Stella fronça les sourcils.

—Quelles affaires ? 

—Tout ce qu'on peut trouver. On se contente de récupérer leurs sacs en général.

Stella avait les yeux un peu dans le vague.

—Tu penses que je suis un monstre n'est-ce...

Mais il n'eut pas le temps de finir sa phrase car elle lui plaqua la main sur la bouche.

—Shhhh, fit-elle les yeux toujours dans le vague comme si elle réfléchissait. Nox... ce sont les gens qui tentent de quitter la Ville que vous attaquez. Ils profitent des Nuits Calmes pour s'enfuir parce qu'ils pensent qu'il n'y a aucun danger. Est-ce que tu comprends ?

Nox secoua lentement la tête en signe de négation.

—Ils pensent qu'il n'y a aucun danger parce qu'on a jamais vu aucune trace d'attaque ces jours-là. Nox, c'est un coup monté ! Quelqu'un se sert de vous pour se débarrasser des gens qui ne veulent pas rester !

Nox fronça les sourcils. Stella avait raison, il y avait quelque chose qui n'allait pas. Les Prédateurs se rendaient aux frontières parce qu'ils savaient qu'il y a avait des proies à cet endroit et les Hommes faisaient de même parce qu'ils pensaient qu'il n'y avait pas de Prédateurs dehors ces soirs-là. Mais il n'y avait pas que ça.

—Stella, commença Nox, il y a autre chose. Je n'y avais jamais fait attention avant que je ne te vois la première fois, mais il y avait quelque chose qui n'allait pas.

Stella lui lança un regard interrogateur, attendant la suite.

—À part lors de la Grande Chasse, la plupart des proies sont des hommes, plus rarement des femmes et presque jamais des enfants ou des jeunes.

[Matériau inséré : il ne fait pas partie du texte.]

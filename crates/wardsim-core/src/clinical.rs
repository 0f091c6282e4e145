//! Pure data-shaping helpers over the diagnosis/question feeds. These are
//! consumed by the presentation layer but are functions of engine output
//! only, so they live here rather than in any UI code.

use crate::events::{QuestionEntry, QuestionStatus};
use rand::Rng;

/// Derive a display confidence score from the number of supporting points:
/// a saturating linear scale (count x 10, capped at 95) plus a small random
/// jitter, floored at 10.
pub fn confidence_score(supporting_count: u32) -> u8 {
    let base = (supporting_count * 10).min(95);
    let jitter: f64 = rand::thread_rng().gen_range(0.0..5.0);
    (base as f64 + jitter).round().max(10.0) as u8
}

/// A checklist entry for the interview question panel.
#[derive(Debug, Clone, PartialEq)]
pub struct ChecklistItem {
    pub id: String,
    pub text: String,
    pub completed: bool,
    pub answer: Option<String>,
}

/// Map the backend question list to checklist items: deleted questions are
/// excluded, asked questions are marked completed.
pub fn checklist_from_questions(questions: &[QuestionEntry]) -> Vec<ChecklistItem> {
    questions
        .iter()
        .filter(|q| q.status != Some(QuestionStatus::Deleted))
        .map(|q| ChecklistItem {
            id: q.id.clone(),
            text: q.content.clone(),
            completed: q.status == Some(QuestionStatus::Asked),
            answer: q.answer.clone(),
        })
        .collect()
}

#[cfg(test)]
mod tests {
    use super::*;

    fn question(id: &str, status: Option<QuestionStatus>) -> QuestionEntry {
        QuestionEntry {
            id: id.to_string(),
            role: "nurse".to_string(),
            content: format!("question {id}"),
            score: 0.5,
            rank: 1,
            status,
            answer: None,
        }
    }

    #[test]
    fn test_confidence_score_floor() {
        for _ in 0..20 {
            assert!(confidence_score(0) >= 10);
        }
    }

    #[test]
    fn test_confidence_score_scales_with_count() {
        for _ in 0..20 {
            let score = confidence_score(5);
            assert!((50..=55).contains(&score), "got {score}");
        }
    }

    #[test]
    fn test_confidence_score_saturates() {
        for _ in 0..20 {
            let score = confidence_score(40);
            assert!((95..=100).contains(&score), "got {score}");
        }
    }

    #[test]
    fn test_checklist_excludes_deleted() {
        let qs = vec![
            question("q1", None),
            question("q2", Some(QuestionStatus::Deleted)),
            question("q3", Some(QuestionStatus::Asked)),
        ];
        let items = checklist_from_questions(&qs);
        assert_eq!(items.len(), 2);
        assert_eq!(items[0].id, "q1");
        assert!(!items[0].completed);
        assert_eq!(items[1].id, "q3");
        assert!(items[1].completed);
    }
}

Stella sembla réfléchir quelques secondes.

—Tu sais ce qui est étrange aussi ? dit-elle. Le nombre de personnes qui meurent. Il y en a pas mal, plusieurs par soir. Et je n'en connais aucune. Personne n'en connaît jamais aucune... Et je pense savoir pourquoi.

—Pourquoi ?

—Parce que ce ne sont pas des gens qui vivent ici. Je ne sais pas ce qu'il se trouve derrière les frontières, Nox, mais quelqu'un tient à ce qu'on ne le découvre pas.

Le Prédateur resta silencieux quelques instants.

—J'ai quelque chose à te montrer, dit-il finalement en se relevant. Est-ce que tu me fais assez confiance pour me suivre dehors ?

Stella se leva de son lit et prit la main que Nox lui tendait sans la moindre hésitation.

—Est-ce que tu t'es déjà demandée  où vivaient les Prédateurs ? l'interrogea Nox alors qu'ils marchaient dans les rues sombres.

—Non, avoua Stella, je ne m'étais jamais posée la question. Où est-ce que vous vivez ?

—Il y a comme... comme une ville souterraine. Je ne sais pas trop comment l'expliquer. C'est comme si il y avait eu une ville avant celle-là et qu'elle avait été ensevelie pour en installer une autre par-dessus. La plupart des bâtiments se rejoignent par des souterrains, mais... pas tous.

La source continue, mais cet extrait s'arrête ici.